● **How to complete this task**
Restate word for word the lines of the data below, from the first through the one that has "and undo tooling.".

*** Opening Data extract ***

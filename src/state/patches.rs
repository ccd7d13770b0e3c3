//! Patch records for committed updates.
//!
//! Every update commit produces a forward patch list and a paired revert
//! list. A bounded history of recent updates is retained for observability
//! and undo tooling.

use crate::types::DispatchId;
use lru::LruCache;
use parking_lot::Mutex;
use serde::Serialize;
use serde_json::Value;
use std::num::NonZeroUsize;
use std::sync::atomic::{AtomicU64, Ordering};
use std::sync::Arc;

/// Patch operation kind.
#[derive(Clone, Copy, Debug, PartialEq, Eq, Serialize)]
#[serde(rename_all = "snake_case")]
pub enum PatchOp {
    Add,
    Replace,
    Remove,
}

/// One change to the tree: a path (slice name, optionally a shallow object
/// field), an operation, and the value written (`None` for removals).
#[derive(Clone, Debug, Serialize)]
pub struct Patch {
    pub path: Vec<String>,
    pub op: PatchOp,
    pub value: Option<Value>,
}

impl Patch {
    fn new(path: Vec<String>, op: PatchOp, value: Option<Value>) -> Self {
        Self { path, op, value }
    }
}

/// Compute forward and revert patches for one touched slice.
///
/// Object slices diff at field granularity so the patch log reads like the
/// edit that was made; every other shape is recorded as a whole-slice patch.
/// The two lists are pairwise aligned; the caller reverses the concatenated
/// revert list so reverts apply last-change-first.
pub(crate) fn diff_slice(
    name: &str,
    old: Option<&Value>,
    new: Option<&Value>,
) -> (Vec<Patch>, Vec<Patch>) {
    let mut patches = Vec::new();
    let mut reverts = Vec::new();

    match (old, new) {
        (None, None) => {}
        (None, Some(new)) => {
            patches.push(Patch::new(vec![name.to_string()], PatchOp::Add, Some(new.clone())));
            reverts.push(Patch::new(vec![name.to_string()], PatchOp::Remove, None));
        }
        (Some(old), None) => {
            patches.push(Patch::new(vec![name.to_string()], PatchOp::Remove, None));
            reverts.push(Patch::new(vec![name.to_string()], PatchOp::Add, Some(old.clone())));
        }
        (Some(Value::Object(old_map)), Some(Value::Object(new_map))) => {
            for (key, new_value) in new_map {
                let path = vec![name.to_string(), key.clone()];
                match old_map.get(key) {
                    None => {
                        patches.push(Patch::new(path.clone(), PatchOp::Add, Some(new_value.clone())));
                        reverts.push(Patch::new(path, PatchOp::Remove, None));
                    }
                    Some(old_value) if old_value != new_value => {
                        patches.push(Patch::new(path.clone(), PatchOp::Replace, Some(new_value.clone())));
                        reverts.push(Patch::new(path, PatchOp::Replace, Some(old_value.clone())));
                    }
                    Some(_) => {}
                }
            }
            for (key, old_value) in old_map {
                if !new_map.contains_key(key) {
                    let path = vec![name.to_string(), key.clone()];
                    patches.push(Patch::new(path.clone(), PatchOp::Remove, None));
                    reverts.push(Patch::new(path, PatchOp::Add, Some(old_value.clone())));
                }
            }
        }
        (Some(old), Some(new)) => {
            if old != new {
                patches.push(Patch::new(vec![name.to_string()], PatchOp::Replace, Some(new.clone())));
                reverts.push(Patch::new(vec![name.to_string()], PatchOp::Replace, Some(old.clone())));
            }
        }
    }

    (patches, reverts)
}

/// One committed update: patches, reverts, and the dispatch that caused it.
#[derive(Clone, Debug, Serialize)]
pub struct UpdateEvent {
    /// Position in this store's commit order, starting at 1.
    pub seq: u64,
    pub dispatch_id: Option<DispatchId>,
    pub action: Option<String>,
    pub patches: Vec<Patch>,
    pub reverts: Vec<Patch>,
}

/// Bounded history of committed updates, keyed by commit sequence.
///
/// Capacity 0 disables retention; commits are still sequenced.
pub struct PatchLog {
    entries: Option<Mutex<LruCache<u64, Arc<UpdateEvent>>>>,
    next_seq: AtomicU64,
}

impl PatchLog {
    pub fn new(capacity: usize) -> Self {
        let entries = NonZeroUsize::new(capacity).map(|cap| Mutex::new(LruCache::new(cap)));
        Self {
            entries,
            next_seq: AtomicU64::new(1),
        }
    }

    /// Record one committed update and return it.
    pub(crate) fn record(
        &self,
        dispatch_id: Option<DispatchId>,
        action: Option<String>,
        patches: Vec<Patch>,
        reverts: Vec<Patch>,
    ) -> Arc<UpdateEvent> {
        let seq = self.next_seq.fetch_add(1, Ordering::Relaxed);
        let event = Arc::new(UpdateEvent {
            seq,
            dispatch_id,
            action,
            patches,
            reverts,
        });
        if let Some(entries) = &self.entries {
            entries.lock().put(seq, Arc::clone(&event));
        }
        event
    }

    /// A retained update by sequence number.
    pub fn get(&self, seq: u64) -> Option<Arc<UpdateEvent>> {
        let entries = self.entries.as_ref()?;
        entries.lock().peek(&seq).cloned()
    }

    /// The most recent retained updates, newest first.
    pub fn recent(&self, limit: usize) -> Vec<Arc<UpdateEvent>> {
        match &self.entries {
            Some(entries) => entries
                .lock()
                .iter()
                .take(limit)
                .map(|(_, event)| Arc::clone(event))
                .collect(),
            None => Vec::new(),
        }
    }

    /// Total updates committed over this store's lifetime.
    pub fn recorded(&self) -> u64 {
        self.next_seq.load(Ordering::Relaxed) - 1
    }
}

*** Closing Data extract ***

● **Answer section**
filename src/state/patches.rs
repository ccd7d13770b0e3c3
//! Patch records for committed updates.
//!
//! Every update commit produces a forward patch list and a paired revert
//! list. A bounded history of recent updates is retained for observability
//! and undo tooling.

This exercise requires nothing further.